Nel Lazio cassaintegrazione più lunga di nove settimane

La Regione Lazio ha chiesto al Governo di ipotizzare un periodo di cassa integrazione più lungo delle 9 settimane previste finora. In arrivo la seconda tranche di fondi per pagare i lavoratori

Il Lazio ha chiesto al Governo di pensare non solo alle nove settimane di cassa integrazione in deroga “ma almeno per una parte a un periodo più lungo”. Lo ha confermato l’assessore regionale alle Politiche del Lavoro, Claudio Di Berardino parlando alla commissione Bilancio del Consiglio regionale. Una richiesta che è stata condivisa anche da altre regioni italiane.

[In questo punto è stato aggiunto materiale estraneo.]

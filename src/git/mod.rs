//! Git operations for dependency checkouts
//!
//! This module handles:
//! - Cloning and fetching dependency repositories
//! - Resolving refs (branches, tags, commits) to exact SHAs
//! - Detached checkouts and reading files at HEAD
//! - Remote ref queries via `git ls-remote`
//!
//! Everything above this module talks to git through [`GitOps`];
//! [`SystemGit`] is the production implementation.

pub mod checkout;
pub mod clone;
pub mod error;
pub mod refs;
pub mod url;

use std::fs;
use std::path::Path;

use git2::Repository;

use crate::config::Timeouts;
use crate::error::{self as errors, Result};

/// Git capability consumed by the resolver, orchestrator and validator
pub trait GitOps {
    /// Make `dest` a checkout of `url` detached at `git_ref`
    fn clone_or_fetch(&self, url: &str, git_ref: &str, dest: &Path) -> Result<()>;

    /// Whether anything is checked out at `dest`
    fn has_checkout(&self, dest: &Path) -> bool;

    /// Commit the checkout at `dest` currently has checked out
    fn commit_of(&self, dest: &Path) -> Result<String>;

    /// Contents of `path` at the checkout's HEAD, `None` when absent
    fn read_file_at(&self, dest: &Path, path: &str) -> Result<Option<String>>;

    /// Commit `git_ref` names on the remote, `None` when the ref is absent
    fn ls_remote(&self, url: &str, git_ref: &str) -> Result<Option<String>>;
}

/// git2 for checkouts, the git CLI for remote queries
#[derive(Debug, Clone, Copy, Default)]
pub struct SystemGit {
    timeouts: Timeouts,
}

impl SystemGit {
    pub fn new(timeouts: Timeouts) -> Self {
        Self { timeouts }
    }

    /// Open `dest` if it is a checkout of `url`; discard it otherwise
    fn reuse_checkout(dest: &Path, url: &str) -> Result<Option<Repository>> {
        if !dest.exists() {
            return Ok(None);
        }
        if let Ok(repo) = Repository::open(dest) {
            if clone::origin_url(&repo).is_some_and(|origin| url::same_source(&origin, url)) {
                return Ok(Some(repo));
            }
        }

        tracing::info!(dest = %dest.display(), url, "replacing checkout with a different source");
        fs::remove_dir_all(dest).map_err(|e| errors::file_write_failed(dest, e))?;
        Ok(None)
    }
}

impl GitOps for SystemGit {
    fn clone_or_fetch(&self, source: &str, git_ref: &str, dest: &Path) -> Result<()> {
        let url = url::normalize(source);

        let repo = match Self::reuse_checkout(dest, &url)? {
            Some(repo) => {
                clone::fetch(&repo, &url, self.timeouts.git_fetch)?;
                repo
            }
            None => {
                if let Some(parent) = dest.parent() {
                    fs::create_dir_all(parent).map_err(|e| errors::file_write_failed(parent, e))?;
                }
                clone::clone(&url, dest, self.timeouts.git_fetch)?
            }
        };

        let commit = refs::resolve_reference(&repo, git_ref)
            .map_err(|_| {
                errors::git_operation_failed(
                    "resolve",
                    format!("{source}#{git_ref}"),
                    "ref not found in repository",
                )
            })?
            .id()
            .to_string();
        checkout::checkout_commit(&repo, &commit)?;

        tracing::debug!(source, git_ref, commit = %commit, "checked out");
        Ok(())
    }

    fn has_checkout(&self, dest: &Path) -> bool {
        dest.exists()
    }

    fn commit_of(&self, dest: &Path) -> Result<String> {
        let repo = checkout::open(dest)?;
        checkout::head_commit(&repo, dest)
    }

    fn read_file_at(&self, dest: &Path, path: &str) -> Result<Option<String>> {
        let repo = checkout::open(dest)?;
        checkout::read_at_head(&repo, dest, path)
    }

    fn ls_remote(&self, source: &str, git_ref: &str) -> Result<Option<String>> {
        refs::ls_remote(&url::normalize(source), git_ref, self.timeouts.git_query)
    }
}

#[cfg(test)]
mod tests;
//! Serialization implementations for `LockFile`
//!
//! Writing always produces the current schema with entries grouped
//! direct-first, alphabetical within each group. Reading accepts both
//! schema generations; v1 entries lack `direct`, `requires` and
//! `required_by` and get `true`, `[]`, `[]`.

use std::collections::BTreeMap;

use chrono::{DateTime, Utc};
use serde::ser::{SerializeMap, SerializeStruct};
use serde::{Deserialize, Serialize, Serializer};

use crate::config::lockfile::entry::{LockEntry, is_commit_hash};

/// Serialize the lock file in canonical order
pub fn serialize_lockfile<S>(
    api_version: &str,
    dependencies: &[(&String, &LockEntry)],
    serializer: S,
) -> std::result::Result<S::Ok, S::Error>
where
    S: Serializer,
{
    let mut state = serializer.serialize_struct("LockFile", 2)?;
    state.serialize_field("apiVersion", api_version)?;
    state.serialize_field("dependencies", &OrderedEntries(dependencies))?;
    state.end()
}

struct OrderedEntries<'a>(&'a [(&'a String, &'a LockEntry)]);

impl Serialize for OrderedEntries<'_> {
    fn serialize<S>(&self, serializer: S) -> std::result::Result<S::Ok, S::Error>
    where
        S: Serializer,
    {
        let mut map = serializer.serialize_map(Some(self.0.len()))?;
        for (name, entry) in self.0 {
            map.serialize_entry(name, entry)?;
        }
        map.end()
    }
}

/// Lock file as found on disk, either schema generation
#[derive(Debug, Deserialize)]
pub(crate) struct RawLockFile {
    #[serde(rename = "apiVersion", default)]
    pub api_version: Option<String>,
    #[serde(default)]
    pub dependencies: Option<BTreeMap<String, RawLockEntry>>,
}

#[derive(Debug, Deserialize)]
pub(crate) struct RawLockEntry {
    #[serde(default)]
    source: Option<String>,
    #[serde(rename = "ref", default)]
    git_ref: Option<String>,
    #[serde(default)]
    commit: Option<String>,
    #[serde(default)]
    consumed_at: Option<String>,
    #[serde(default)]
    direct: Option<bool>,
    #[serde(default)]
    requires: Option<Vec<String>>,
    #[serde(default)]
    required_by: Option<Vec<String>>,
}

fn required(name: &str, field: &str, value: Option<String>) -> std::result::Result<String, String> {
    match value {
        Some(v) if !v.is_empty() => Ok(v),
        _ => Err(format!("dependency '{name}' is missing required field '{field}'")),
    }
}

impl RawLockEntry {
    /// Validate into an entry, defaulting the v2-only fields
    pub fn into_entry(self, name: &str) -> std::result::Result<LockEntry, String> {
        let source = required(name, "source", self.source)?;
        let git_ref = required(name, "ref", self.git_ref)?;
        let commit = required(name, "commit", self.commit)?;
        let consumed_at = required(name, "consumed_at", self.consumed_at)?;

        if !is_commit_hash(&commit) {
            return Err(format!(
                "dependency '{name}' has commit '{commit}' which is not 40 hex characters"
            ));
        }

        let consumed_at = DateTime::parse_from_rfc3339(&consumed_at)
            .map_err(|e| {
                format!("dependency '{name}' has invalid consumed_at '{consumed_at}': {e}")
            })?
            .with_timezone(&Utc);

        let entry = LockEntry {
            source,
            git_ref,
            commit,
            consumed_at,
            direct: self.direct.unwrap_or(true),
            requires: Vec::new(),
            required_by: Vec::new(),
        };
        let entry = entry.with_requires(self.requires.unwrap_or_default());
        Ok(self
            .required_by
            .unwrap_or_default()
            .iter()
            .fold(entry, |entry, parent| entry.with_dependent(parent)))
    }
}
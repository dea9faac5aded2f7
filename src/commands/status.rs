//! Status command implementation

use crate::cli::StatusArgs;
use crate::config::Settings;
use crate::error::{GraftError, Result};
use crate::ui::display;

use super::helpers::Session;

/// Run status command
pub fn run(settings: Settings, args: StatusArgs) -> Result<()> {
    let session = Session::open(settings)?;
    let ctx = session.ctx();

    let lockfile = ctx.lock_store().load_required()?;
    if let Some(name) = args.name.as_deref() {
        if lockfile.get(name).is_none() {
            return Err(GraftError::DependencyNotFound {
                name: name.to_string(),
            });
        }
    }

    let snapshots = ctx.snapshots().list().unwrap_or_else(|e| {
        tracing::warn!("could not list snapshots: {e}");
        Vec::new()
    });

    print!(
        "{}",
        display::status(&lockfile, args.name.as_deref(), &snapshots)
    );
    Ok(())
}
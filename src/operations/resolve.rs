//! Resolve operation: graft.yaml to graft.lock

use crate::config::lockfile::LockFile;
use crate::error::Result;

use super::context::OperationContext;

/// How the lock file changed
#[derive(Debug, Clone, Default, PartialEq, Eq)]
pub struct ResolveOutcome {
    pub lockfile: LockFile,
    pub added: Vec<String>,
    pub removed: Vec<String>,

    /// Entries whose source, ref or commit moved
    pub changed: Vec<String>,
}

/// Resolve every declared dependency and rewrite the lock file
pub fn resolve(ctx: &OperationContext<'_>) -> Result<ResolveOutcome> {
    let config = ctx.load_config()?;
    let store = ctx.lock_store();

    let previous = match store.load() {
        Ok(previous) => previous.unwrap_or_default(),
        Err(e) => {
            tracing::warn!("ignoring unreadable lock file: {e}");
            LockFile::new()
        }
    };

    let resolution = ctx.resolver().resolve(&config)?;
    let lockfile = LockFile::from_entries(resolution);
    store.save(&lockfile)?;

    let outcome = diff(&previous, lockfile);
    tracing::info!(
        added = outcome.added.len(),
        removed = outcome.removed.len(),
        changed = outcome.changed.len(),
        "lock file written"
    );
    Ok(outcome)
}

fn diff(previous: &LockFile, lockfile: LockFile) -> ResolveOutcome {
    let mut outcome = ResolveOutcome::default();

    for (name, entry) in &lockfile.dependencies {
        match previous.get(name) {
            None => outcome.added.push(name.clone()),
            Some(old) if old.version() != entry.version() || old.commit != entry.commit => {
                outcome.changed.push(name.clone());
            }
            Some(_) => {}
        }
    }
    outcome.removed = previous
        .dependencies
        .keys()
        .filter(|name| !lockfile.dependencies.contains_key(*name))
        .cloned()
        .collect();

    outcome.lockfile = lockfile;
    outcome
}
//! `DependencySpec` for graft.yaml
//!
//! A dependency declaration: `name: "<git-url>#<ref>"` or
//! `name: { source: <git-url>, ref: <ref> }`.

use serde::Deserialize;

/// Ref used when a declaration omits one
pub const DEFAULT_REF: &str = "main";

/// A dependency declaration in graft.yaml
#[derive(Debug, Clone, PartialEq, Eq)]
pub struct DependencySpec {
    /// Dependency name (unique within one declaration file)
    pub name: String,

    /// Git repository URL
    pub source: String,

    /// Git ref (branch, tag, or commit)
    pub git_ref: String,
}

/// On-disk forms accepted for a dependency value
#[derive(Debug, Clone, Deserialize)]
#[serde(untagged)]
pub(crate) enum RawDependency {
    Shorthand(String),
    Detailed {
        source: String,
        #[serde(rename = "ref", default)]
        git_ref: Option<String>,
    },
}

impl DependencySpec {
    pub fn new(
        name: impl Into<String>,
        source: impl Into<String>,
        git_ref: impl Into<String>,
    ) -> Self {
        Self {
            name: name.into(),
            source: source.into(),
            git_ref: git_ref.into(),
        }
    }

    /// Parse the `"<git-url>#<ref>"` shorthand, splitting on the last `#`
    pub fn from_shorthand(name: impl Into<String>, value: &str) -> Self {
        match value.rsplit_once('#') {
            Some((source, git_ref)) if !git_ref.is_empty() => Self::new(name, source, git_ref),
            Some((source, _)) => Self::new(name, source, DEFAULT_REF),
            None => Self::new(name, value, DEFAULT_REF),
        }
    }

    pub(crate) fn from_raw(name: &str, raw: RawDependency) -> Self {
        match raw {
            RawDependency::Shorthand(value) => Self::from_shorthand(name, &value),
            RawDependency::Detailed { source, git_ref } => Self::new(
                name,
                source,
                git_ref
                    .filter(|r| !r.is_empty())
                    .unwrap_or_else(|| DEFAULT_REF.to_string()),
            ),
        }
    }

    /// `source#ref`, used in conflict reports and status output
    pub fn version(&self) -> String {
        format!("{}#{}", self.source, self.git_ref)
    }

    /// Same dependency under a different ref
    pub fn at_ref(&self, git_ref: impl Into<String>) -> Self {
        Self {
            git_ref: git_ref.into(),
            ..self.clone()
        }
    }

    /// Problems with this declaration, empty when valid
    pub fn problems(&self) -> Vec<String> {
        let mut problems = Vec::new();
        if let Some(problem) = name_problem(&self.name) {
            problems.push(problem);
        }
        if self.source.trim().is_empty() {
            problems.push(format!("dependency '{}' has an empty source", self.name));
        }
        problems
    }
}

/// Dependency names double as checkout directory names under `.graft/`
pub fn name_problem(name: &str) -> Option<String> {
    if name.is_empty() {
        return Some("dependency name cannot be empty".to_string());
    }
    if name.starts_with('.') {
        return Some(format!("dependency name '{name}' cannot start with '.'"));
    }
    if name.contains('/') || name.contains('\\') {
        return Some(format!(
            "dependency name '{name}' cannot contain path separators"
        ));
    }
    None
}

Il motivo lo ha spiegato proprio l’assessore. Il 4 maggio finirà il blocco totale delle attività: non significherà però “che tutte le persone che avevano un lavoro automaticamente lo troveranno. Basti pensare a tutti coloro che lavorano in bar o ristoranti e vedranno dimezzati i tavolini e quindi la mole di lavoro”. Centinaia di posti salteranno: a farne le spese saranno i più deboli.

L’assessore regionale al Lavoro Claudio Di Berardino © Rocco Pettini / Imagoeconomica

Alla Commissione Lavoro, l’assessore ha detto che “Non tutta la ripartenza riassorbirà le persone che precedentemente erano occupate. L’obiettivo delle aziende sarà ripartire col totale di quello che c’era ma ci saranno alcune condizioni oggettive dove bisognerà guardare in faccia la realtà e premunirci”.

Per questo motivo il Lazio ha fatto richiesta al Governo di avere la seconda tranche per gli ammortizzatori sociali. E anche di predisporre, nel decreto che dovrebbe essere realizzato entro fine aprile-primi di maggio, un quantitativo di risorse per il rilancio. “Ma anche per gli ammortizzatori sociali – ha spiegato Di Berardino- Come Regione Lazio abbiamo la necessità di continuare a coprire l’emergenza attuale. Ma abbiamo chiesto al Governo di ipotizzare un ammontare risorse da qui a fine anno perché presumibilmente potremmo avere alcune figure e alcuni settori che possono essere interessati da ammortizzatori sociali se non trovano occupazione“.

In arrivo la seconda tranche

La sede della Giunta Regionale del Lazio Foto © Stefano Petroni

L’assessore ha annunciato che è in arrivo dal Governo il secondo decreto che assegna alle Regioni le somme per il pagamento della cassa integrazione in deroga.

Al Lazio è stata già liquidata una prima tranche da 144 milioni. “Dalle indicazioni che abbiamo, presumo arriverà entro la fine di questa settimana e l’inizio della prossima. La cifra si avvicina a 160 milioni di euro. Stiamo continuando a lavorare le pratiche di questo secondo blocco, appena arriverà il decreto di riparto le invieremo all’Inps“.

Novità per i rider

Rider al lavoro. Foto Marco Cremonesi / Imagoeconomica

Novità anche per i rider che in queste settimane hanno garantito la sopravvivenza e gli approvvigionamenti a tante famiglie, soprattutto di anziani.

Pensiamo – ha concluso l’assessore – di poter dare ai rider rimasti in attività, che si iscrivono al portale della Regione Lazio, la possibilità di avere un contributo per l’acquisto delle protezioni e così lavorare in sicurezza“.

Ai cronisti dell’agenzia, è stato spiegato che lo stanziamento della Regione Lazio per questo intervento sarà di circa 1,5 milioni di euro.